Exercise aim:
Return, word for word, only the lines of the data below that lie between the line with "let mut frames = Vec::new();" and the line with "pub fn push(&self, frame: &ServerFrame)", those two lines included.

(Source records)
┄┄┄┄┄┄┄┄┄┄┄┄┄┄┄┄┄┄┄┄
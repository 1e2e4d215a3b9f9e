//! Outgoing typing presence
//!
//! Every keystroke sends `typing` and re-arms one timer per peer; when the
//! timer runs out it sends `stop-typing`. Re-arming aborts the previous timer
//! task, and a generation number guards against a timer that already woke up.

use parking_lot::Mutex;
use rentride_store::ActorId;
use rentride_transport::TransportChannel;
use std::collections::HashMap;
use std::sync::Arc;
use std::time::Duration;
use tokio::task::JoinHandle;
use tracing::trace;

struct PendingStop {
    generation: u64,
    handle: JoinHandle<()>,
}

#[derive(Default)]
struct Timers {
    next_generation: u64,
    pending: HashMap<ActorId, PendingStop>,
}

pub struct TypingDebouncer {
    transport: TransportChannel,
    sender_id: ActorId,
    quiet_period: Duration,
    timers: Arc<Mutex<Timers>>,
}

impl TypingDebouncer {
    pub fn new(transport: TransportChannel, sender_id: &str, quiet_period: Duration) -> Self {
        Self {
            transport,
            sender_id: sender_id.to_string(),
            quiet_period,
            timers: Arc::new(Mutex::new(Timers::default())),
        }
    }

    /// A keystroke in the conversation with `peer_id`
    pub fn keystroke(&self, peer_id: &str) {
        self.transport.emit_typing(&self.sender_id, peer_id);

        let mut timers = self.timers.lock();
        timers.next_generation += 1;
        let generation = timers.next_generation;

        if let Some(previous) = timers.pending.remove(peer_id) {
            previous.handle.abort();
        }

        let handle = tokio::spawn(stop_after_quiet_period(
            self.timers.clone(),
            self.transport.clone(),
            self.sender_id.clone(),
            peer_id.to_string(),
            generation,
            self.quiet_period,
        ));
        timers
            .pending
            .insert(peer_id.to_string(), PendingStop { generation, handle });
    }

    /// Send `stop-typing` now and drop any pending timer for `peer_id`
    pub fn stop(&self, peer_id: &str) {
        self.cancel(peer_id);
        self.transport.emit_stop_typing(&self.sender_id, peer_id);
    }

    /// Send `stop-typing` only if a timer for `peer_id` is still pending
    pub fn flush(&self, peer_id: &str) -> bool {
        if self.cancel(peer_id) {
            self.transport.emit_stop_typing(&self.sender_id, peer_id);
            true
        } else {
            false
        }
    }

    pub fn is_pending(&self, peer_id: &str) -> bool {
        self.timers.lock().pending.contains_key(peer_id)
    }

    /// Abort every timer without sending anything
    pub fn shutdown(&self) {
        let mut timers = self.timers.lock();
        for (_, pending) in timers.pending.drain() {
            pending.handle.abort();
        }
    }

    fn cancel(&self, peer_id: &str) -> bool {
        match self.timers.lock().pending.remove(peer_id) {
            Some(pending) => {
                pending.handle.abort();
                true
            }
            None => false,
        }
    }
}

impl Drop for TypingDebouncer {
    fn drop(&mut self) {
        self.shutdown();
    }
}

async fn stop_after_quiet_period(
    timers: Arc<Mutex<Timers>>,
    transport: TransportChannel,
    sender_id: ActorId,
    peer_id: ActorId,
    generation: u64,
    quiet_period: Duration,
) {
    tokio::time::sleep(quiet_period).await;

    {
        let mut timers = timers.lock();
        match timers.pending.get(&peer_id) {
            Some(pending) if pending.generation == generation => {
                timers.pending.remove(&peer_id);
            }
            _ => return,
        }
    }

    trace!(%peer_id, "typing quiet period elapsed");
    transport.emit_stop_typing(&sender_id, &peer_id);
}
┄┄┄┄┄┄┄┄┄┄┄┄┄┄┄┄┄┄┄┄
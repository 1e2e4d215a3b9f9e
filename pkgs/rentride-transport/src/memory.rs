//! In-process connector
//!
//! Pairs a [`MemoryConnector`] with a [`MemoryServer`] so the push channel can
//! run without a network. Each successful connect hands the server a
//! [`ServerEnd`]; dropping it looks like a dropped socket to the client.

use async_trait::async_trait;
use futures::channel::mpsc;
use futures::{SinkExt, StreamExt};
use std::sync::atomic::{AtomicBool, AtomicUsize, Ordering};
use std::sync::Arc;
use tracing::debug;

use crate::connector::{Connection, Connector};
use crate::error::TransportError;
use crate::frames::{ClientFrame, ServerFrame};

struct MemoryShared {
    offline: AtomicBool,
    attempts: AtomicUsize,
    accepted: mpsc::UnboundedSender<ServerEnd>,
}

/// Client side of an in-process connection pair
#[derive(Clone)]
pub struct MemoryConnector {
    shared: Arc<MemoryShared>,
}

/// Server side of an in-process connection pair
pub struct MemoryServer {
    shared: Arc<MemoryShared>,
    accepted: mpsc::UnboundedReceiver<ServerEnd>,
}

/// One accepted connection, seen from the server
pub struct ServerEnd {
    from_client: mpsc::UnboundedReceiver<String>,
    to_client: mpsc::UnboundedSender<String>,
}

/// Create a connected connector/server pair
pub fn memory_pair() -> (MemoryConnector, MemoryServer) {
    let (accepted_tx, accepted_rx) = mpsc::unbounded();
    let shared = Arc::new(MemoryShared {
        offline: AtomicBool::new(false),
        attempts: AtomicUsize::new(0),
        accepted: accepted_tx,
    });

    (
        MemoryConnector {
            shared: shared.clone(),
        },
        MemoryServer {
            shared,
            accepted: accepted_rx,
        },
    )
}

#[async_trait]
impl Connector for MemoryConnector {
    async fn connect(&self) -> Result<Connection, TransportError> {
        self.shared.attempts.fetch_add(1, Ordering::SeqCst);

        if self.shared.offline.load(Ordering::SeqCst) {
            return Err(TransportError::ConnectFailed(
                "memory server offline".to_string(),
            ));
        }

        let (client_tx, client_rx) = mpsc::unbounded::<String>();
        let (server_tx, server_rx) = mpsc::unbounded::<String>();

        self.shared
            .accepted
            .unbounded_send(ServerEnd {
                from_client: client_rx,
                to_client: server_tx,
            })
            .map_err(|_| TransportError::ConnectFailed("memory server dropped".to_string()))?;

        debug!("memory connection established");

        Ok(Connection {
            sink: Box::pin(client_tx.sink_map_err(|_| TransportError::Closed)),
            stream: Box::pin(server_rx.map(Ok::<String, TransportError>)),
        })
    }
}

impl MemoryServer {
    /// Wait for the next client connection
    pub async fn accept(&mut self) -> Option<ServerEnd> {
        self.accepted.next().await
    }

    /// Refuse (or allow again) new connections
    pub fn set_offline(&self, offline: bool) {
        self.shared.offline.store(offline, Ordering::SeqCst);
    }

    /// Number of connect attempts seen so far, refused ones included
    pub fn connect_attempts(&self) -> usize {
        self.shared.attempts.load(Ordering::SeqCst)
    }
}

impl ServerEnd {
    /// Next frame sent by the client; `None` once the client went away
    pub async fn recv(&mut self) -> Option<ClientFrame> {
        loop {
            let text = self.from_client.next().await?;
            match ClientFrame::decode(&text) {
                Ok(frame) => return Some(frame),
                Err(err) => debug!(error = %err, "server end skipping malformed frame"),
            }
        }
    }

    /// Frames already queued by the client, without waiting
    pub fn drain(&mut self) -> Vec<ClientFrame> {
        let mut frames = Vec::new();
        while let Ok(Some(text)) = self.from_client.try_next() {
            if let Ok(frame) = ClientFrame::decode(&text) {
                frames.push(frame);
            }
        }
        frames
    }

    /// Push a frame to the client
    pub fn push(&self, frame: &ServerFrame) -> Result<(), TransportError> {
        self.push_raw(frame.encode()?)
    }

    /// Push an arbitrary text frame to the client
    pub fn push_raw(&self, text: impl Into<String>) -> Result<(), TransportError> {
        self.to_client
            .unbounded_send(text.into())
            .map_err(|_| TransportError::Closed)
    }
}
┄┄┄┄┄┄┄┄┄┄┄┄┄┄┄┄┄┄┄┄
Answer below:
        let mut frames = Vec::new();
        while let Ok(Some(text)) = self.from_client.try_next() {
            if let Ok(frame) = ClientFrame::decode(&text) {
                frames.push(frame);
            }
        }
        frames
    }

    /// Push a frame to the client
    pub fn push(&self, frame: &ServerFrame) -> Result<(), TransportError> {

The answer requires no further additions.